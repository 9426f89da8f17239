// Copyright (c) 2025 Steve Wagner (ciroque@live.com)
// SPDX-License-Identifier: MIT

use crate::config::consts::{DEFAULT_FRAMES_PER_EVENT, DEFAULT_SHUTDOWN_POLL_INTERVAL_MS};
use crate::config::validation::validate_config;
use crate::errors::ConfigError;
use serde::Deserialize;
use std::fs;
use std::path::Path;

/// Main configuration structure for a reduction run.
///
/// # Fields
/// * `engine` - Which extraction layers to use and which fields to extract
/// * `general` - Event source and per-event processing options
/// * `shutdown` - Shutdown protocol tuning (optional)
///
/// # Example
/// ```yaml
/// engine:
///   facility_layer: simulated
///   detector_layer: simulated
///   required_data: [detector_data, timestamp]
/// general:
///   source: "events=40,frames=3"
///   num_frames_in_event_to_process: 2
/// ```
#[derive(Debug, Clone, Deserialize, PartialEq)]
pub struct Config {
    pub engine: EngineConfig,
    pub general: GeneralConfig,
    #[serde(default)]
    pub shutdown: ShutdownConfig,
}

/// Extraction layer selection and the ordered list of fields to extract.
#[derive(Debug, Clone, Deserialize, PartialEq)]
pub struct EngineConfig {
    pub facility_layer: String,
    pub detector_layer: String,
    pub required_data: Vec<String>,
}

/// Event source and per-event processing options.
///
/// # Fields
/// * `source` - Source string handed verbatim to the event generator
/// * `num_frames_in_event_to_process` - Ceiling on frames per event, taken from the end
///   of the event (defaults to 1)
/// * `verbose` - Raise the default log level to debug
#[derive(Debug, Clone, Deserialize, PartialEq)]
pub struct GeneralConfig {
    pub source: String,
    #[serde(default = "default_frames_per_event")]
    pub num_frames_in_event_to_process: usize,
    #[serde(default)]
    pub verbose: bool,
}

fn default_frames_per_event() -> usize {
    DEFAULT_FRAMES_PER_EVENT
}

#[derive(Debug, Clone, Default, Deserialize, PartialEq)]
pub struct ShutdownConfig {
    pub poll_interval_ms: Option<u64>,
}

impl ShutdownConfig {
    /// Get the poll interval, using the built-in default if not configured.
    pub fn get_poll_interval_ms(&self) -> u64 {
        self.poll_interval_ms
            .unwrap_or(DEFAULT_SHUTDOWN_POLL_INTERVAL_MS)
    }
}

impl Config {
    /// Trim whitespace around layer and field names.
    pub fn normalize(&mut self) {
        self.engine.facility_layer = self.engine.facility_layer.trim().to_string();
        self.engine.detector_layer = self.engine.detector_layer.trim().to_string();
        for field in &mut self.engine.required_data {
            *field = field.trim().to_string();
        }
    }
}

/// Load a config from a YAML (`.yaml`, `.yml`) or TOML (`.toml`) file
pub fn load_config<P: AsRef<Path>>(path: P) -> Result<Config, ConfigError> {
    let path = path.as_ref();
    let content = fs::read_to_string(path).map_err(|source| ConfigError::Io {
        path: path.to_path_buf(),
        source,
    })?;

    let extension = path
        .extension()
        .and_then(|ext| ext.to_str())
        .map(|ext| ext.to_ascii_lowercase());

    match extension.as_deref() {
        Some("yaml") | Some("yml") => Ok(serde_yaml::from_str(&content)?),
        Some("toml") => Ok(toml::from_str(&content)?),
        _ => Err(ConfigError::UnsupportedFormat {
            path: path.to_path_buf(),
        }),
    }
}

/// Load, normalize and validate a config file
///
/// Every validation problem is reported at once in `ConfigError::Invalid`.
pub fn load_and_validate_config<P: AsRef<Path>>(path: P) -> Result<Config, ConfigError> {
    let mut cfg = load_config(path)?;
    cfg.normalize();
    validate_config(&cfg).map_err(|errors| ConfigError::Invalid { errors })?;
    Ok(cfg)
}

#[cfg(test)]
mod tests {
    use super::*;
    use crate::errors::ValidationError;
    use std::io::Write;
    use tempfile::Builder;

    fn write_config(suffix: &str, content: &str) -> tempfile::NamedTempFile {
        let mut file = Builder::new().suffix(suffix).tempfile().unwrap();
        file.write_all(content.as_bytes()).unwrap();
        file
    }

    #[test]
    fn parse_basic_config() {
        let yaml = r#"
engine:
  facility_layer: simulated
  detector_layer: simulated
  required_data: [detector_data, timestamp]
general:
  source: "events=10"
  num_frames_in_event_to_process: 3
  verbose: true
shutdown:
  poll_interval_ms: 5
"#;

        let cfg: Config = serde_yaml::from_str(yaml).unwrap();
        assert_eq!(cfg.engine.required_data, vec!["detector_data", "timestamp"]);
        assert_eq!(cfg.general.num_frames_in_event_to_process, 3);
        assert!(cfg.general.verbose);
        assert_eq!(cfg.shutdown.get_poll_interval_ms(), 5);
    }

    #[test]
    fn test_defaults_apply() {
        let yaml = r#"
engine:
  facility_layer: simulated
  detector_layer: simulated
  required_data: [timestamp]
general:
  source: "events=1"
"#;

        let cfg: Config = serde_yaml::from_str(yaml).unwrap();
        assert_eq!(
            cfg.general.num_frames_in_event_to_process,
            DEFAULT_FRAMES_PER_EVENT
        );
        assert!(!cfg.general.verbose);
        assert_eq!(cfg.shutdown, ShutdownConfig::default());
        assert_eq!(
            cfg.shutdown.get_poll_interval_ms(),
            DEFAULT_SHUTDOWN_POLL_INTERVAL_MS
        );
    }

    #[test]
    fn test_load_yaml_and_toml_agree() {
        let yaml = write_config(
            ".yaml",
            r#"
engine:
  facility_layer: simulated
  detector_layer: simulated
  required_data: [detector_data, timestamp]
general:
  source: "events=4,frames=2"
  num_frames_in_event_to_process: 2
"#,
        );
        let toml = write_config(
            ".toml",
            r#"
[engine]
facility_layer = "simulated"
detector_layer = "simulated"
required_data = ["detector_data", "timestamp"]

[general]
source = "events=4,frames=2"
num_frames_in_event_to_process = 2
"#,
        );

        let from_yaml = load_and_validate_config(yaml.path()).unwrap();
        let from_toml = load_and_validate_config(toml.path()).unwrap();
        assert_eq!(from_yaml, from_toml);
    }

    #[test]
    fn test_load_and_validate_trims_field_names() {
        let file = write_config(
            ".yml",
            r#"
engine:
  facility_layer: " simulated "
  detector_layer: simulated
  required_data: ["  detector_data", "timestamp  "]
general:
  source: "events=1"
"#,
        );

        let cfg = load_and_validate_config(file.path()).unwrap();
        assert_eq!(cfg.engine.facility_layer, "simulated");
        assert_eq!(cfg.engine.required_data, vec!["detector_data", "timestamp"]);
    }

    #[test]
    fn test_load_and_validate_collects_every_error() {
        let file = write_config(
            ".yaml",
            r#"
engine:
  facility_layer: simulated
  detector_layer: simulated
  required_data: [timestamp, " ", timestamp]
general:
  source: ""
  num_frames_in_event_to_process: 0
shutdown:
  poll_interval_ms: 0
"#,
        );

        match load_and_validate_config(file.path()) {
            Err(ConfigError::Invalid { errors }) => {
                assert!(errors.contains(&ValidationError::BlankFieldName { index: 1 }));
                assert!(errors.contains(&ValidationError::DuplicateFieldName {
                    field: "timestamp".to_string()
                }));
                assert!(errors.contains(&ValidationError::ZeroFramesPerEvent));
                assert!(errors.contains(&ValidationError::EmptySource));
                assert!(errors.contains(&ValidationError::ZeroPollInterval));
            }
            other => panic!("expected validation failure, got {:?}", other),
        }
    }

    #[test]
    fn test_unsupported_extension() {
        let file = write_config(".json", "{}");
        assert!(matches!(
            load_config(file.path()),
            Err(ConfigError::UnsupportedFormat { .. })
        ));
    }

    #[test]
    fn test_missing_file_reports_path() {
        let dir = tempfile::tempdir().unwrap();
        let missing = dir.path().join("absent.yaml");

        let error = load_config(&missing).unwrap_err();
        assert!(matches!(error, ConfigError::Io { .. }));
        assert!(error.to_string().contains("absent.yaml"));
    }

    #[test]
    fn test_malformed_yaml_is_typed() {
        let file = write_config(".yaml", "engine: [not, a, table");
        assert!(matches!(load_config(file.path()), Err(ConfigError::Yaml(_))));
    }
}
* * * * * * *
EXERCISE REQUIREMENTS: Within the listing above, the range opens at the line with "use std::path::Path;" and closes at the line with "if not configured.". Reproduce exactly the lines of that range, including both ends.

OUTPUT:
use std::path::Path;

/// Main configuration structure for a reduction run.
///
/// # Fields
/// * `engine` - Which extraction layers to use and which fields to extract
/// * `general` - Event source and per-event processing options
/// * `shutdown` - Shutdown protocol tuning (optional)
///
/// # Example
/// ```yaml
/// engine:
///   facility_layer: simulated
///   detector_layer: simulated
///   required_data: [detector_data, timestamp]
/// general:
///   source: "events=40,frames=3"
///   num_frames_in_event_to_process: 2
/// ```
#[derive(Debug, Clone, Deserialize, PartialEq)]
pub struct Config {
    pub engine: EngineConfig,
    pub general: GeneralConfig,
    #[serde(default)]
    pub shutdown: ShutdownConfig,
}

/// Extraction layer selection and the ordered list of fields to extract.
#[derive(Debug, Clone, Deserialize, PartialEq)]
pub struct EngineConfig {
    pub facility_layer: String,
    pub detector_layer: String,
    pub required_data: Vec<String>,
}

/// Event source and per-event processing options.
///
/// # Fields
/// * `source` - Source string handed verbatim to the event generator
/// * `num_frames_in_event_to_process` - Ceiling on frames per event, taken from the end
///   of the event (defaults to 1)
/// * `verbose` - Raise the default log level to debug
#[derive(Debug, Clone, Deserialize, PartialEq)]
pub struct GeneralConfig {
    pub source: String,
    #[serde(default = "default_frames_per_event")]
    pub num_frames_in_event_to_process: usize,
    #[serde(default)]
    pub verbose: bool,
}

fn default_frames_per_event() -> usize {
    DEFAULT_FRAMES_PER_EVENT
}

#[derive(Debug, Clone, Default, Deserialize, PartialEq)]
pub struct ShutdownConfig {
    pub poll_interval_ms: Option<u64>,
}

impl ShutdownConfig {
    /// Get the poll interval, using the built-in default if not configured.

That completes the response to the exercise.